Assignment:
When you reach the line that contains "mask / image triple." in the data below, start reproducing lines exactly, and stop after the line that contains "assert_eq!(sample.dimensions(), (8, 6));".

----------

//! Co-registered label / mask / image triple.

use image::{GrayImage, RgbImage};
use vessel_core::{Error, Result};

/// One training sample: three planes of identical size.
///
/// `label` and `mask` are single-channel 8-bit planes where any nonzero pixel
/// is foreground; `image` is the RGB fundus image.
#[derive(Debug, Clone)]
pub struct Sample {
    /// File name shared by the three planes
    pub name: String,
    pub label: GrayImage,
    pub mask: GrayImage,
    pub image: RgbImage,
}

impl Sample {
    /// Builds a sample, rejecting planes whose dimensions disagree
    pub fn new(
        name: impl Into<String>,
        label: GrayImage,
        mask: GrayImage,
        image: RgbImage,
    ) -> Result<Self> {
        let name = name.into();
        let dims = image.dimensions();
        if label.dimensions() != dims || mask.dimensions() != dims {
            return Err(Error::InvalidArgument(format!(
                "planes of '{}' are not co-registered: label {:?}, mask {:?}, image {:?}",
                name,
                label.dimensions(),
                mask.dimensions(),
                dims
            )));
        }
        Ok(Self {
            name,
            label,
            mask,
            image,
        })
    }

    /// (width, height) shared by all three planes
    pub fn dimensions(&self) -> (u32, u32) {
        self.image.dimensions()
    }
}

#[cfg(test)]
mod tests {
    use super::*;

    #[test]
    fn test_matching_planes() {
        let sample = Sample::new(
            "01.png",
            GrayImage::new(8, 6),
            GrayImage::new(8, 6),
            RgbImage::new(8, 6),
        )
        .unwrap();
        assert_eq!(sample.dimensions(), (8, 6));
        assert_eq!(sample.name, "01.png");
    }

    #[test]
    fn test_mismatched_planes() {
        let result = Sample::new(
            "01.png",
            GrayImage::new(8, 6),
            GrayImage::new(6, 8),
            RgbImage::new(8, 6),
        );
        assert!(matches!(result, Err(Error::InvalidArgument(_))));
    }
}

----------

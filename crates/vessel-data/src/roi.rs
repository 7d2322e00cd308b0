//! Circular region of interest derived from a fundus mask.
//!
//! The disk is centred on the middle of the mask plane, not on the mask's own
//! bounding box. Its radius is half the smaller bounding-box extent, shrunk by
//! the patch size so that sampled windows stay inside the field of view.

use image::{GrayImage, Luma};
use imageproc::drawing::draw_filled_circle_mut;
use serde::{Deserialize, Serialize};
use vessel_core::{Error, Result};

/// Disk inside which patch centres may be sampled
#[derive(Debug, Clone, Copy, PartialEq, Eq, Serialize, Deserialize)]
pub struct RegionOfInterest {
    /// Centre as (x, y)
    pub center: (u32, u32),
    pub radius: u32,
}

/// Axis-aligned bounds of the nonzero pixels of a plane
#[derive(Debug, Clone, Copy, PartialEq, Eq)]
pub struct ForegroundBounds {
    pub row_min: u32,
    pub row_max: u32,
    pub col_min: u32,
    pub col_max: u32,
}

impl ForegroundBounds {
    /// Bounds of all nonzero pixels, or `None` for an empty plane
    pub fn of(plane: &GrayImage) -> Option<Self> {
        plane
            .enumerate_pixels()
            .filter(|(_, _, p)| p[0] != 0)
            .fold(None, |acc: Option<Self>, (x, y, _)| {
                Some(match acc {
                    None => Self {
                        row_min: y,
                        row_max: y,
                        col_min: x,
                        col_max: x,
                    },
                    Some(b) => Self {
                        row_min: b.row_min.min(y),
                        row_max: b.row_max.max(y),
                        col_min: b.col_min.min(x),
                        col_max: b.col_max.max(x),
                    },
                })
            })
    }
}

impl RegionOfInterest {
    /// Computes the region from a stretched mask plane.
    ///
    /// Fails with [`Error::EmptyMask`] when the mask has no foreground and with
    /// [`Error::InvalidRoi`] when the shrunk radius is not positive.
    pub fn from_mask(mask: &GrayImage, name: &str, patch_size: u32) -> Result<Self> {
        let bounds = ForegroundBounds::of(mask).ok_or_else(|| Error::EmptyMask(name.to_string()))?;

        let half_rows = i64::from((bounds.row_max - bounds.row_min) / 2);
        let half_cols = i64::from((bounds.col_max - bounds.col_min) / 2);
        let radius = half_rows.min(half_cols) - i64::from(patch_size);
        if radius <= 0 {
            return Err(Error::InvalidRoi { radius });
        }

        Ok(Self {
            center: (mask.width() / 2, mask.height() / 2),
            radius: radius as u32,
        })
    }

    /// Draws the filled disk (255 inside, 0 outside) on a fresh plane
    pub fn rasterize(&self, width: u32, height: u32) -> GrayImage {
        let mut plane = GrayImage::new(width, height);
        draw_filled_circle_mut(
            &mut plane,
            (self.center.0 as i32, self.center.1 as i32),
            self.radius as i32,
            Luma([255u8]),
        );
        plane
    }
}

----------

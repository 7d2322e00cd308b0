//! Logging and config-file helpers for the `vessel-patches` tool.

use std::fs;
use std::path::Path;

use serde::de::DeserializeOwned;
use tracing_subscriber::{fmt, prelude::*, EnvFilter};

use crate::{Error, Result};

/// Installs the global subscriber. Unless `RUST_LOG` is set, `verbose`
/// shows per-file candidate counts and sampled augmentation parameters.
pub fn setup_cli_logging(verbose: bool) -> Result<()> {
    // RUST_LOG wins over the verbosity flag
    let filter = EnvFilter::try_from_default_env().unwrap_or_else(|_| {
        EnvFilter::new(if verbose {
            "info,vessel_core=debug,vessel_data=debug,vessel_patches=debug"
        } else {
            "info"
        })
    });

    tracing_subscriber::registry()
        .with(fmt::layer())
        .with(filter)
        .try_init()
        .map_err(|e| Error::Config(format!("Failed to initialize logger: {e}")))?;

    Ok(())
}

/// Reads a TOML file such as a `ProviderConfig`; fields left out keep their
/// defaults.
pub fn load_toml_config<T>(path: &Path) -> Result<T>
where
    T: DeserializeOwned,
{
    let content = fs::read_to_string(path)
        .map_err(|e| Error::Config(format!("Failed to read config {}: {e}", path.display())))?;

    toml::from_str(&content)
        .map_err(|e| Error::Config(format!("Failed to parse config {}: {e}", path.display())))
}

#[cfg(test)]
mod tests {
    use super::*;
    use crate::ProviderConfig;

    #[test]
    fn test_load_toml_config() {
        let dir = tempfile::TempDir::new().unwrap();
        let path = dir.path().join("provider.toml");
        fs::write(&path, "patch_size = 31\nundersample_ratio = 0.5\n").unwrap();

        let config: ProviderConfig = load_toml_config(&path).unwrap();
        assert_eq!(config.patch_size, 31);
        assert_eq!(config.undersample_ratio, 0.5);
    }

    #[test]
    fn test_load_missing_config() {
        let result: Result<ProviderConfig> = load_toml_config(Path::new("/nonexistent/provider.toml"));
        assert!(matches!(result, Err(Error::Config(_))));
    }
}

----------

Solved exercise:
//! Co-registered label / mask / image triple.

use image::{GrayImage, RgbImage};
use vessel_core::{Error, Result};

/// One training sample: three planes of identical size.
///
/// `label` and `mask` are single-channel 8-bit planes where any nonzero pixel
/// is foreground; `image` is the RGB fundus image.
#[derive(Debug, Clone)]
pub struct Sample {
    /// File name shared by the three planes
    pub name: String,
    pub label: GrayImage,
    pub mask: GrayImage,
    pub image: RgbImage,
}

impl Sample {
    /// Builds a sample, rejecting planes whose dimensions disagree
    pub fn new(
        name: impl Into<String>,
        label: GrayImage,
        mask: GrayImage,
        image: RgbImage,
    ) -> Result<Self> {
        let name = name.into();
        let dims = image.dimensions();
        if label.dimensions() != dims || mask.dimensions() != dims {
            return Err(Error::InvalidArgument(format!(
                "planes of '{}' are not co-registered: label {:?}, mask {:?}, image {:?}",
                name,
                label.dimensions(),
                mask.dimensions(),
                dims
            )));
        }
        Ok(Self {
            name,
            label,
            mask,
            image,
        })
    }

    /// (width, height) shared by all three planes
    pub fn dimensions(&self) -> (u32, u32) {
        self.image.dimensions()
    }
}

#[cfg(test)]
mod tests {
    use super::*;

    #[test]
    fn test_matching_planes() {
        let sample = Sample::new(
            "01.png",
            GrayImage::new(8, 6),
            GrayImage::new(8, 6),
            RgbImage::new(8, 6),
        )
        .unwrap();
        assert_eq!(sample.dimensions(), (8, 6));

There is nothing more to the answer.